“Control oil and you control nations; control food and you control the people.” – Henry Kissinger
Steve Yuzpe is the Chief Financial Officer for Sprott Resource Corp., a publicly traded company that invests in the private equity side of the natural resource sector.
Steve spoke about investing in agriculture at the Agora Symposium in Vancouver. He believes the world will one day be faced with localized food shortages and globally rising food prices that could create, in the worst-case scenario, civic upheaval in the most affected areas.
According to Steve, there are several factors threatening the global supply of food. Climate change, he says, causes weather conditions to become more volatile, potentially having an enormous impact on our food supply and the productivity of existing farmland. Steve also believes that water issues are probably the least discussed factor when people talk about food scarcity. Agriculture and other uses are depleting non-refreshing, ancient fossil aquifers all over the world. When they run out, they are finished. The most intensely used ‘fossil water reserves’ will eventually disappear. In particular, the Ogallala Aquifer, which supplies about 30 percent of all groundwater used for irrigation in the U.S. is running out, he says. Lake Mead and the Colorado River are also examples of areas under water stress in the U.S.

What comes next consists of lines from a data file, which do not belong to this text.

//! FileTranscribe handler - transcribes uploaded files via the transcription backend.

use async_trait::async_trait;
use std::sync::Arc;
use tracing::debug;

use vox_core::{detect_content_type, Error, JobSource, Result, SourceKind, TranscriptResult};
use vox_db::FileStorage;
use vox_inference::TranscriptionBackend;

use super::{transcript_from, Chunking};
use crate::handler::{JobContext, JobHandler, JobResult};

/// Handler for jobs whose media was uploaded.
///
/// Reads the stored upload, detects its content type from magic bytes and
/// extension, and sends it to the transcription backend, in chunks when it
/// is larger than one request allows.
pub struct FileTranscribeHandler {
    backend: Arc<dyn TranscriptionBackend>,
    files: FileStorage,
    chunking: Chunking,
}

impl FileTranscribeHandler {
    pub fn new(backend: Arc<dyn TranscriptionBackend>, files: FileStorage) -> Self {
        Self {
            backend,
            files,
            chunking: Chunking::default(),
        }
    }

    pub fn with_chunking(mut self, chunking: Chunking) -> Self {
        self.chunking = chunking;
        self
    }

    async fn transcribe(&self, ctx: &JobContext) -> Result<TranscriptResult> {
        let (filename, stored_path) = match ctx.source() {
            JobSource::File {
                filename,
                stored_path,
                ..
            } => (filename, stored_path),
            other => {
                return Err(Error::InvalidInput(format!(
                    "file handler received a {:?} source",
                    other.kind()
                )))
            }
        };

        let data = self.files.read_upload(stored_path).await?;
        let mime_type = detect_content_type(filename, &data);
        debug!(
            job_id = %ctx.job_id(),
            filename = %filename,
            mime_type = %mime_type,
            size = data.len(),
            "Transcribing upload"
        );

        let output = self
            .chunking
            .transcribe(
                self.backend.as_ref(),
                ctx.job_id(),
                &data,
                filename,
                &mime_type,
            )
            .await?;
        Ok(transcript_from(output, self.backend.model_name()))
    }
}

#[async_trait]
impl JobHandler for FileTranscribeHandler {
    fn source_kind(&self) -> SourceKind {
        SourceKind::File
    }

    async fn execute(&self, ctx: JobContext) -> JobResult {
        self.transcribe(&ctx).await.into()
    }
}

#[cfg(test)]
mod tests {
    use super::*;
    use vox_core::{ErrorClass, FileType, JobRecord, Resolution};
    use vox_inference::mock::{MockSplitter, MockStep, MockTranscriptionBackend};

    fn file_job(stored_path: std::path::PathBuf) -> JobRecord {
        JobRecord::new(
            "session",
            JobSource::File {
                filename: "talk.mp3".to_string(),
                stored_path,
                file_type: FileType::Audio,
            },
            3,
        )
    }

    #[tokio::test]
    async fn test_transcribes_stored_upload() {
        let dir = tempfile::tempdir().unwrap();
        let files = FileStorage::new(dir.path().join("u"), dir.path().join("t"));
        let path = files.save_upload("talk.mp3", b"ID3\x03fake").await.unwrap();

        let backend = MockTranscriptionBackend::succeeding("hello there");
        let handler = FileTranscribeHandler::new(Arc::new(backend.clone()), files);

        match handler.execute(JobContext::new(file_job(path))).await {
            JobResult::Success(t) => {
                assert_eq!(t.transcription, "hello there");
                assert_eq!(t.transcription_length, 11);
                assert_eq!(t.model.as_deref(), Some("mock-whisper"));
            }
            JobResult::Failed(e) => panic!("unexpected failure: {}", e),
        }
        assert_eq!(backend.mime_types(), vec!["audio/mpeg".to_string()]);
    }

    #[tokio::test]
    async fn test_large_upload_is_transcribed_in_chunks() {
        let dir = tempfile::tempdir().unwrap();
        let files = FileStorage::new(dir.path().join("u"), dir.path().join("t"));
        let mut audio = b"ID3\x03".to_vec();
        audio.resize(3000, 0);
        let path = files.save_upload("lecture.mp3", &audio).await.unwrap();

        let splitter = MockSplitter::new();
        let backend = MockTranscriptionBackend::new(vec![
            MockStep::Text("Chapter one.".to_string()),
            MockStep::Text("Chapter two.".to_string()),
            MockStep::Text("Chapter three.".to_string()),
        ]);
        let handler = FileTranscribeHandler::new(Arc::new(backend.clone()), files)
            .with_chunking(Chunking::new(Arc::new(splitter.clone())).with_limits(1024, 1000));

        match handler.execute(JobContext::new(file_job(path))).await {
            JobResult::Success(t) => {
                assert_eq!(t.transcription, "Chapter one. Chapter two. Chapter three.");
                assert_eq!(t.duration_secs, Some(3.0));
            }
            JobResult::Failed(e) => panic!("unexpected failure: {}", e),
        }
        assert_eq!(splitter.calls(), 1);
        assert_eq!(backend.calls(), 3);
        assert!(backend.mime_types().iter().all(|m| m == "audio/mpeg"));
    }

    #[tokio::test]
    async fn test_missing_upload_is_not_retryable() {
        let dir = tempfile::tempdir().unwrap();
        let files = FileStorage::new(dir.path().join("u"), dir.path().join("t"));
        let handler = FileTranscribeHandler::new(
            Arc::new(MockTranscriptionBackend::succeeding("x")),
            files,
        );

        let result = handler
            .execute(JobContext::new(file_job(dir.path().join("u/gone.mp3"))))
            .await;
        match result {
            JobResult::Failed(e) => assert_eq!(e.class(), ErrorClass::ValidationError),
            JobResult::Success(_) => panic!("expected failure"),
        }
    }

    #[tokio::test]
    async fn test_backend_error_propagates() {
        let dir = tempfile::tempdir().unwrap();
        let files = FileStorage::new(dir.path().join("u"), dir.path().join("t"));
        let path = files.save_upload("a.wav", b"RIFFdata").await.unwrap();
        let handler = FileTranscribeHandler::new(
            Arc::new(MockTranscriptionBackend::new(vec![MockStep::Unavailable])),
            files,
        );

        match handler.execute(JobContext::new(file_job(path))).await {
            JobResult::Failed(e) => assert_eq!(e.class(), ErrorClass::ServiceUnavailable),
            JobResult::Success(_) => panic!("expected failure"),
        }
    }

    #[tokio::test]
    async fn test_rejects_url_source() {
        let dir = tempfile::tempdir().unwrap();
        let handler = FileTranscribeHandler::new(
            Arc::new(MockTranscriptionBackend::succeeding("x")),
            FileStorage::new(dir.path().join("u"), dir.path().join("t")),
        );
        let job = JobRecord::new(
            "session",
            JobSource::Url {
                url: "https://example.com/a.mp3".to_string(),
                resolved_via: Resolution::Basic,
                url_type: None,
            },
            3,
        );
        assert!(!handler.execute(JobContext::new(job)).await.is_success());
    }
}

“Food insecurity and food inflation are a permanent part of our world going forward,” Steve told the crowd.
“Ultimately, I believe that wars will be fought and governments toppled over the need for food and water.”
“The term ‘peak water’ will become more commonly used over the coming years. By some estimates, at least 56% of the world population lives in ‘water vulnerable’ areas.”
I followed up with Steve after the speech: What investment ideas in agriculture could pan out?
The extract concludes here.